** Provided records follows **

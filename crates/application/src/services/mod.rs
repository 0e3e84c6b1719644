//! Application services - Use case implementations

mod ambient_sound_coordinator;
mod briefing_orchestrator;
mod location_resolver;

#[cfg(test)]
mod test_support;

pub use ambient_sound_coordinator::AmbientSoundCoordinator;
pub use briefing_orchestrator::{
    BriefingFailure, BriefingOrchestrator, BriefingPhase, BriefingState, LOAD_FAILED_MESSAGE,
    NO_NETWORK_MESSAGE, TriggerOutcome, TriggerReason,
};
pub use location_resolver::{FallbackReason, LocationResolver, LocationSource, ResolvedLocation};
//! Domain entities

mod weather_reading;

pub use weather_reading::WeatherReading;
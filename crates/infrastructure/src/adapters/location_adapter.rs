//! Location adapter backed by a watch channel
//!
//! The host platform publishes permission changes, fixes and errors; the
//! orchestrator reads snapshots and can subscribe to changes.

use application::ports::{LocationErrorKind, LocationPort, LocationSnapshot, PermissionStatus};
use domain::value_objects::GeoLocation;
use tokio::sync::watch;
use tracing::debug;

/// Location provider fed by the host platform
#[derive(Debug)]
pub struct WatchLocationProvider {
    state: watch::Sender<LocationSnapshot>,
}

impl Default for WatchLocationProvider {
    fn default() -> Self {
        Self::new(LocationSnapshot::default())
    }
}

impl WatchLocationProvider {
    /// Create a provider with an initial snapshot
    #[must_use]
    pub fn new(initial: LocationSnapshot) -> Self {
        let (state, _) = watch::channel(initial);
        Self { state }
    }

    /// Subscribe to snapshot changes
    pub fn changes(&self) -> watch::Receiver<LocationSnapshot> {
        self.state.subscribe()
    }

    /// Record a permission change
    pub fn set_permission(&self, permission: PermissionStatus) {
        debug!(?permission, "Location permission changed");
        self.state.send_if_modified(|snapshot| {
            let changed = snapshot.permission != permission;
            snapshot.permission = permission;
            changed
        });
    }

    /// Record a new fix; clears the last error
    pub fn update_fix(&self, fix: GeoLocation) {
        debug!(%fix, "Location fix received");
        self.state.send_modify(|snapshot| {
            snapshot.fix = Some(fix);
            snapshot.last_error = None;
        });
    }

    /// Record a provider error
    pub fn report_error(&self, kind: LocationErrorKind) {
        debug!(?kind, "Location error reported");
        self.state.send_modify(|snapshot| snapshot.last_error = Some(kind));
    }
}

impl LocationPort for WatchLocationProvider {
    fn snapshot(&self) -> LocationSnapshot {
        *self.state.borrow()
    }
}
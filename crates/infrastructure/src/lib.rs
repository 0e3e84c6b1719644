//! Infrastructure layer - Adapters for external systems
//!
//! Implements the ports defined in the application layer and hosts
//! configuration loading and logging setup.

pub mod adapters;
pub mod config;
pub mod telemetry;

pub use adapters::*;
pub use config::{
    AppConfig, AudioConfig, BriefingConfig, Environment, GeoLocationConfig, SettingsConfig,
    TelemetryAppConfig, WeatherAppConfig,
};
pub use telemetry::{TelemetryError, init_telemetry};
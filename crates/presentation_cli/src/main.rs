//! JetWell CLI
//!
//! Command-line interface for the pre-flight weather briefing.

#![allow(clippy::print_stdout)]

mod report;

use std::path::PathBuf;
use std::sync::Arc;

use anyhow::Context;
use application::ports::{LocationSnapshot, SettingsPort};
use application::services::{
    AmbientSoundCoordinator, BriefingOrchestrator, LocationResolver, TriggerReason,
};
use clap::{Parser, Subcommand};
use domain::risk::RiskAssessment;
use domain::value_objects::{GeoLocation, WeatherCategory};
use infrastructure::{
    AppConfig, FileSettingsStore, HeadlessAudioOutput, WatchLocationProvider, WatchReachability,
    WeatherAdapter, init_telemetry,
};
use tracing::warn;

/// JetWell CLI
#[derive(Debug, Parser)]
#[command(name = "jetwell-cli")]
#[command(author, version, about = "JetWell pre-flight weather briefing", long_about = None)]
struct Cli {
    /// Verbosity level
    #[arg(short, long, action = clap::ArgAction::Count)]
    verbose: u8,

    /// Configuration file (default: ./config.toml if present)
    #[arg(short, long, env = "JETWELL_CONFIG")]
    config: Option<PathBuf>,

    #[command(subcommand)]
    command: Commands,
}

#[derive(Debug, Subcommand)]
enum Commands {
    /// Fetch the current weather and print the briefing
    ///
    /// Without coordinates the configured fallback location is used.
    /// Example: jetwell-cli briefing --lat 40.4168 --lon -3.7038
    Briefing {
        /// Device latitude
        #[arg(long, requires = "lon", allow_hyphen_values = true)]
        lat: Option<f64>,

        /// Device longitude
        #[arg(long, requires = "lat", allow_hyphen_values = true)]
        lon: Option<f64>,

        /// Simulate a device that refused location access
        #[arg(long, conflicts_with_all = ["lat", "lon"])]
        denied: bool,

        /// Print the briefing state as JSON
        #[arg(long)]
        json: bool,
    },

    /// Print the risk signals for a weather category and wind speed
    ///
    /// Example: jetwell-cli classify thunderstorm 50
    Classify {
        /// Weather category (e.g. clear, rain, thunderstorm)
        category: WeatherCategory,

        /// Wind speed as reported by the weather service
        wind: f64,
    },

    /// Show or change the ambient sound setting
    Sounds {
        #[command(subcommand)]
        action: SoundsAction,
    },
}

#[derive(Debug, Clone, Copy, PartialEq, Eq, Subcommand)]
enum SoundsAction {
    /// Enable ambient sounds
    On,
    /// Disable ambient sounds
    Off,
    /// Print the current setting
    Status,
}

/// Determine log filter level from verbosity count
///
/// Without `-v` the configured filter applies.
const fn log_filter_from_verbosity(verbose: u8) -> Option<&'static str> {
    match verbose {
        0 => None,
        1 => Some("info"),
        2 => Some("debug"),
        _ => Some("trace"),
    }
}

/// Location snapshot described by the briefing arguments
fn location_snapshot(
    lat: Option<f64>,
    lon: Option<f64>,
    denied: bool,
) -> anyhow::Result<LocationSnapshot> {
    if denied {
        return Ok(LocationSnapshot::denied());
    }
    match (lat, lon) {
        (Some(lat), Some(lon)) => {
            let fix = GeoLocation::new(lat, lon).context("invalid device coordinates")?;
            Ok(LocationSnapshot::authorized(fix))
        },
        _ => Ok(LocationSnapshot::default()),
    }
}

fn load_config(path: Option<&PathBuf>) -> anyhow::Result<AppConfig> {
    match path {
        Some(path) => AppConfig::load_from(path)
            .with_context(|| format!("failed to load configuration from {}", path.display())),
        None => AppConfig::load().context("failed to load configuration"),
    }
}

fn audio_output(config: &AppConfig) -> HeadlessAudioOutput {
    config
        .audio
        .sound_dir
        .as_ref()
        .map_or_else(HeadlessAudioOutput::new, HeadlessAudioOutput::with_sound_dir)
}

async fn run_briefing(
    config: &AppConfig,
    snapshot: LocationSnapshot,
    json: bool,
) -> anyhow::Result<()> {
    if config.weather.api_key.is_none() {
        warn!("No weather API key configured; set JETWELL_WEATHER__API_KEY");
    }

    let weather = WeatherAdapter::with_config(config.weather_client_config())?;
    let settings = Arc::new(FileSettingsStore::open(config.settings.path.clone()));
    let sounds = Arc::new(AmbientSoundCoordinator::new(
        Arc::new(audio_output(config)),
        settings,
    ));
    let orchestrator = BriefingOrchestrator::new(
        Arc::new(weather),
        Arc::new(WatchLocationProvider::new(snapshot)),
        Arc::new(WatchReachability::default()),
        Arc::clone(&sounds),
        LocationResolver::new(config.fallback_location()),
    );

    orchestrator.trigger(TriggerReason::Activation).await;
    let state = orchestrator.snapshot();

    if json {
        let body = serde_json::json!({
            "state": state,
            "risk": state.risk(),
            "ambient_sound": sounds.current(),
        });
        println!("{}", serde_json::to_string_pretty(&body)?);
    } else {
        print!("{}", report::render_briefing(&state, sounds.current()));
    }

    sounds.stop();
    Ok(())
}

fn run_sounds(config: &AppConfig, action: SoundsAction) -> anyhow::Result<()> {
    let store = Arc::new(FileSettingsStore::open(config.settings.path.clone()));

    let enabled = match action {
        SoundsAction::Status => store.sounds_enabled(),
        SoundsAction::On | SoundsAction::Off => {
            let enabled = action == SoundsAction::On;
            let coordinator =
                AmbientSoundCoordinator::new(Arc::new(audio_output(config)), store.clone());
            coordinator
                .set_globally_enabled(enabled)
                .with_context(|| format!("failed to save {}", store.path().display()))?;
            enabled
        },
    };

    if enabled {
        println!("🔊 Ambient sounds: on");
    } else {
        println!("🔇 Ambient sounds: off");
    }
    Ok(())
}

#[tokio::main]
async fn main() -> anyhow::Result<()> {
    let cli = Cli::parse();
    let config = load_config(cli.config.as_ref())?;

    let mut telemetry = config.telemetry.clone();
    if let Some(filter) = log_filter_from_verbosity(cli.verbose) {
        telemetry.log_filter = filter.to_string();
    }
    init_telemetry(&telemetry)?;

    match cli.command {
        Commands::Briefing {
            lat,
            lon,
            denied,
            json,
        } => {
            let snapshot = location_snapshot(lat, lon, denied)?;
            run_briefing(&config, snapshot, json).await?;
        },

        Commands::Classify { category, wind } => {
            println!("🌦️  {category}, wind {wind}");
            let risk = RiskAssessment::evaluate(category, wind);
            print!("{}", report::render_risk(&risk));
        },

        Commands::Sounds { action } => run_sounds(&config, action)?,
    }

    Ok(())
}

** End of Provided records **

- [What you need to do]
List every line in the records above that contains the word "LocationSnapshot".

- [Answer box]
use application::ports::{LocationErrorKind, LocationPort, LocationSnapshot, PermissionStatus};
    state: watch::Sender<LocationSnapshot>,
        Self::new(LocationSnapshot::default())
    pub fn new(initial: LocationSnapshot) -> Self {
    pub fn changes(&self) -> watch::Receiver<LocationSnapshot> {
    fn snapshot(&self) -> LocationSnapshot {
use application::ports::{LocationSnapshot, SettingsPort};
) -> anyhow::Result<LocationSnapshot> {
        return Ok(LocationSnapshot::denied());
            Ok(LocationSnapshot::authorized(fix))
        _ => Ok(LocationSnapshot::default()),
    snapshot: LocationSnapshot,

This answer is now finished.